◆ AIM OF THE EXERCISE: Could each record be restated word for word?

◆ RECORDS FOR THIS EXERCISE:
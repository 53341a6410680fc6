//! Product field extraction.
//!
//! Given a candidate product element and its resolved site profile, pulls out
//! a best-effort string record. Every field is tried selector-by-selector in
//! profile order, first non-empty match wins, and a miss degrades to the
//! empty string. Extraction as a whole never fails: one malformed field never
//! aborts the others or raises to the scan loop.

use ego_tree::NodeId;
use regex::Regex;
use scraper::Selector;
use std::sync::LazyLock;

use crate::error_handling::{ScanEvent, ScanStats};
use crate::page::PageDom;
use crate::site::SiteProfile;

// Numeric portion of rating text such as "4.5 out of 5 stars".
static NUMERIC_RE: LazyLock<Regex> = LazyLock::new(|| {
    Regex::new(r"(\d+\.?\d*)").expect("numeric rating regex is a compile-time constant")
});

/// A best-effort product record extracted from one listing card.
///
/// All fields are raw extracted text; the empty string signals "not found,"
/// never null. Records are ephemeral: constructed per scan, retained only
/// inside classification cache entries.
#[derive(Debug, Clone, PartialEq, Eq, Default)]
pub struct ProductRecord {
    /// Product title text.
    pub title: String,
    /// Product description text (rarely present on listing cards).
    pub description: String,
    /// Price text as rendered, e.g. `$9.99`.
    pub price: String,
    /// Seller name text.
    pub seller: String,
    /// Numeric rating text, e.g. `4.5`.
    pub rating: String,
    /// Review-count text.
    pub reviews_count: String,
    /// URL of the page the record came from.
    pub source_url: String,
}

/// Extracts a [`ProductRecord`] from `element` using `profile`'s field rules.
///
/// Field misses are recorded on `stats` but never surfaced; the returned
/// record always has every field populated (possibly empty).
pub fn extract(
    page: &PageDom,
    element: NodeId,
    profile: &SiteProfile,
    stats: &ScanStats,
) -> ProductRecord {
    let fields = &profile.fields;
    ProductRecord {
        title: first_text(page, element, &fields.title, stats),
        description: first_text(page, element, &fields.description, stats),
        price: first_text(page, element, &fields.price, stats),
        seller: first_text(page, element, &fields.seller, stats),
        rating: first_numeric(page, element, &fields.rating, stats),
        reviews_count: first_text(page, element, &fields.reviews_count, stats),
        source_url: page.url().to_string(),
    }
}

/// First non-empty text match across `selectors`, in order.
fn first_text(
    page: &PageDom,
    element: NodeId,
    selectors: &[Selector],
    stats: &ScanStats,
) -> String {
    for sel in selectors {
        for id in page.select_within(element, sel) {
            let text = page.text_of(id);
            if !text.is_empty() {
                return text;
            }
        }
    }
    if !selectors.is_empty() {
        stats.increment(ScanEvent::FieldMiss);
    }
    String::new()
}

/// First numeric capture across `selectors`, reading element text first and
/// falling back to the `aria-label` attribute (some sites render star ratings
/// as empty elements labelled for accessibility).
fn first_numeric(
    page: &PageDom,
    element: NodeId,
    selectors: &[Selector],
    stats: &ScanStats,
) -> String {
    for sel in selectors {
        for id in page.select_within(element, sel) {
            let mut source = page.text_of(id);
            if source.is_empty() {
                source = page.attr(id, "aria-label").unwrap_or_default();
            }
            if let Some(caps) = NUMERIC_RE.captures(&source) {
                if let Some(m) = caps.get(1) {
                    return m.as_str().to_string();
                }
            }
        }
    }
    if !selectors.is_empty() {
        stats.increment(ScanEvent::FieldMiss);
    }
    String::new()
}

#[cfg(test)]
mod tests {
    use super::*;
    use crate::site::{Site, SiteProfile};

    fn amazon_card_page() -> PageDom {
        PageDom::parse(
            r#"<html><body>
                <div data-asin="B001">
                    <h2><a href="/dp/B001"><span>Wireless Mouse</span></a></h2>
                    <span class="a-price"><span class="a-offscreen">$9.99</span></span>
                    <i class="a-icon-alt">4.5 out of 5 stars</i>
                    <a href="/product-reviews/B001"><span>1,234</span></a>
                    <span class="a-size-base-plus">AcmeSeller</span>
                </div>
            </body></html>"#,
            "https://www.amazon.com/s?k=mouse",
        )
    }

    #[test]
    fn amazon_fields_extract_in_order() {
        let page = amazon_card_page();
        let profile = SiteProfile::for_site(Site::Amazon);
        let stats = ScanStats::new();
        let card = page.select_ids(&profile.product_selectors[1])[0];

        let record = extract(&page, card, &profile, &stats);
        assert_eq!(record.title, "Wireless Mouse");
        assert_eq!(record.price, "$9.99");
        assert_eq!(record.rating, "4.5");
        assert_eq!(record.reviews_count, "1,234");
        assert_eq!(record.seller, "AcmeSeller");
        assert_eq!(record.source_url, "https://www.amazon.com/s?k=mouse");
    }

    #[test]
    fn missing_fields_degrade_to_empty_strings() {
        let page = PageDom::parse(
            r#"<html><body><div data-asin="B002"><h2><a><span>Bare Listing Card</span></a></h2></div></body></html>"#,
            "https://www.amazon.com/",
        );
        let profile = SiteProfile::for_site(Site::Amazon);
        let stats = ScanStats::new();
        let card = page.select_ids(&profile.product_selectors[1])[0];

        let record = extract(&page, card, &profile, &stats);
        assert_eq!(record.title, "Bare Listing Card");
        assert_eq!(record.price, "");
        assert_eq!(record.rating, "");
        assert!(stats.count(ScanEvent::FieldMiss) >= 2);
    }

    #[test]
    fn default_profile_uses_broad_heuristics() {
        let page = PageDom::parse(
            r#"<html><body>
                <div class="shop-product">
                    <div class="listing-title">Garden Hose</div>
                    <div class="sale-price">$19.99</div>
                </div>
            </body></html>"#,
            "https://shop.example.com/",
        );
        let profile = SiteProfile::for_site(Site::Default);
        let stats = ScanStats::new();
        let cards: Vec<_> = profile
            .product_selectors
            .iter()
            .flat_map(|sel| page.select_ids(sel))
            .collect();
        assert!(!cards.is_empty());

        let record = extract(&page, cards[0], &profile, &stats);
        assert_eq!(record.title, "Garden Hose");
        assert_eq!(record.price, "$19.99");
    }

    #[test]
    fn aria_label_feeds_numeric_rating() {
        let page = PageDom::parse(
            r#"<html><body>
                <div data-item-id="77">
                    <span data-automation-id="product-title">Desk Lamp</span>
                    <div class="price-current">$25.00</div>
                    <div class="stars-container"><span class="stars-small" aria-label="4.2 stars"></span></div>
                </div>
            </body></html>"#,
            "https://www.walmart.com/search?q=lamp",
        );
        let profile = SiteProfile::for_site(Site::Walmart);
        let stats = ScanStats::new();
        let card = page.select_ids(&profile.product_selectors[0])[0];

        let record = extract(&page, card, &profile, &stats);
        assert_eq!(record.title, "Desk Lamp");
        assert_eq!(record.rating, "4.2");
    }
}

◆ OUTPUT FOR THIS EXERCISE:
repository 53341a6410680fc6
//! Product field extraction.
//!
//! Given a candidate product element and its resolved site profile, pulls out
//! a best-effort string record. Every field is tried selector-by-selector in
//! profile order, first non-empty match wins, and a miss degrades to the
//! empty string. Extraction as a whole never fails: one malformed field never
//! aborts the others or raises to the scan loop.

use ego_tree::NodeId;
use regex::Regex;
use scraper::Selector;
use std::sync::LazyLock;

use crate::error_handling::{ScanEvent, ScanStats};
use crate::page::PageDom;
use crate::site::SiteProfile;

// Numeric portion of rating text such as "4.5 out of 5 stars".
static NUMERIC_RE: LazyLock<Regex> = LazyLock::new(|| {
    Regex::new(r"(\d+\.?\d*)").expect("numeric rating regex is a compile-time constant")
});

/// A best-effort product record extracted from one listing card.
///
/// All fields are raw extracted text; the empty string signals "not found,"
/// never null. Records are ephemeral: constructed per scan, retained only
/// inside classification cache entries.
#[derive(Debug, Clone, PartialEq, Eq, Default)]
pub struct ProductRecord {
    /// Product title text.
    pub title: String,
    /// Product description text (rarely present on listing cards).
    pub description: String,
    /// Price text as rendered, e.g. `$9.99`.
    pub price: String,
    /// Seller name text.
    pub seller: String,
    /// Numeric rating text, e.g. `4.5`.
    pub rating: String,
    /// Review-count text.
    pub reviews_count: String,
    /// URL of the page the record came from.
    pub source_url: String,
}

/// Extracts a [`ProductRecord`] from `element` using `profile`'s field rules.
///
/// Field misses are recorded on `stats` but never surfaced; the returned
/// record always has every field populated (possibly empty).
pub fn extract(
    page: &PageDom,
    element: NodeId,
    profile: &SiteProfile,
    stats: &ScanStats,
) -> ProductRecord {
    let fields = &profile.fields;
    ProductRecord {
        title: first_text(page, element, &fields.title, stats),
        description: first_text(page, element, &fields.description, stats),
        price: first_text(page, element, &fields.price, stats),
        seller: first_text(page, element, &fields.seller, stats),
        rating: first_numeric(page, element, &fields.rating, stats),
        reviews_count: first_text(page, element, &fields.reviews_count, stats),
        source_url: page.url().to_string(),
    }
}

/// First non-empty text match across `selectors`, in order.
fn first_text(
    page: &PageDom,
    element: NodeId,
    selectors: &[Selector],
    stats: &ScanStats,
) -> String {
    for sel in selectors {
        for id in page.select_within(element, sel) {
            let text = page.text_of(id);
            if !text.is_empty() {
                return text;
            }
        }
    }
    if !selectors.is_empty() {
        stats.increment(ScanEvent::FieldMiss);
    }
    String::new()
}

/// First numeric capture across `selectors`, reading element text first and
/// falling back to the `aria-label` attribute (some sites render star ratings
/// as empty elements labelled for accessibility).
fn first_numeric(
    page: &PageDom,
    element: NodeId,
    selectors: &[Selector],
    stats: &ScanStats,
) -> String {
    for sel in selectors {
        for id in page.select_within(element, sel) {
            let mut source = page.text_of(id);
            if source.is_empty() {
                source = page.attr(id, "aria-label").unwrap_or_default();
            }
            if let Some(caps) = NUMERIC_RE.captures(&source) {
                if let Some(m) = caps.get(1) {
                    return m.as_str().to_string();
                }
            }
        }
    }
    if !selectors.is_empty() {
        stats.increment(ScanEvent::FieldMiss);
    }
    String::new()
}

#[cfg(test)]
mod tests {
    use super::*;
    use crate::site::{Site, SiteProfile};

    fn amazon_card_page() -> PageDom {
        PageDom::parse(
            r#"<html><body>
                <div data-asin="B001">
                    <h2><a href="/dp/B001"><span>Wireless Mouse</span></a></h2>
                    <span class="a-price"><span class="a-offscreen">$9.99</span></span>
                    <i class="a-icon-alt">4.5 out of 5 stars</i>
                    <a href="/product-reviews/B001"><span>1,234</span></a>
                    <span class="a-size-base-plus">AcmeSeller</span>
                </div>
            </body></html>"#,
            "https://www.amazon.com/s?k=mouse",
        )
    }

    #[test]
    fn amazon_fields_extract_in_order() {
        let page = amazon_card_page();
        let profile = SiteProfile::for_site(Site::Amazon);
        let stats = ScanStats::new();
        let card = page.select_ids(&profile.product_selectors[1])[0];

        let record = extract(&page, card, &profile, &stats);
        assert_eq!(record.title, "Wireless Mouse");
        assert_eq!(record.price, "$9.99");
        assert_eq!(record.rating, "4.5");
        assert_eq!(record.reviews_count, "1,234");
        assert_eq!(record.seller, "AcmeSeller");
        assert_eq!(record.source_url, "https://www.amazon.com/s?k=mouse");
    }

    #[test]
    fn missing_fields_degrade_to_empty_strings() {
        let page = PageDom::parse(
            r#"<html><body><div data-asin="B002"><h2><a><span>Bare Listing Card</span></a></h2></div></body></html>"#,
            "https://www.amazon.com/",
        );
        let profile = SiteProfile::for_site(Site::Amazon);
        let stats = ScanStats::new();
        let card = page.select_ids(&profile.product_selectors[1])[0];

        let record = extract(&page, card, &profile, &stats);
        assert_eq!(record.title, "Bare Listing Card");
        assert_eq!(record.price, "");
        assert_eq!(record.rating, "");
        assert!(stats.count(ScanEvent::FieldMiss) >= 2);
    }

    #[test]
    fn default_profile_uses_broad_heuristics() {
        let page = PageDom::parse(
            r#"<html><body>
                <div class="shop-product">
                    <div class="listing-title">Garden Hose</div>
                    <div class="sale-price">$19.99</div>
                </div>
            </body></html>"#,
            "https://shop.example.com/",
        );
        let profile = SiteProfile::for_site(Site::Default);
        let stats = ScanStats::new();
        let cards: Vec<_> = profile
            .product_selectors
            .iter()
            .flat_map(|sel| page.select_ids(sel))
            .collect();
        assert!(!cards.is_empty());

        let record = extract(&page, cards[0], &profile, &stats);
        assert_eq!(record.title, "Garden Hose");
        assert_eq!(record.price, "$19.99");
    }

    #[test]
    fn aria_label_feeds_numeric_rating() {
        let page = PageDom::parse(
            r#"<html><body>
                <div data-item-id="77">
                    <span data-automation-id="product-title">Desk Lamp</span>
                    <div class="price-current">$25.00</div>
                    <div class="stars-container"><span class="stars-small" aria-label="4.2 stars"></span></div>
                </div>
            </body></html>"#,
            "https://www.walmart.com/search?q=lamp",
        );
        let profile = SiteProfile::for_site(Site::Walmart);
        let stats = ScanStats::new();
        let card = page.select_ids(&profile.product_selectors[0])[0];

        let record = extract(&page, card, &profile, &stats);
        assert_eq!(record.title, "Desk Lamp");
        assert_eq!(record.rating, "4.2");
    }
}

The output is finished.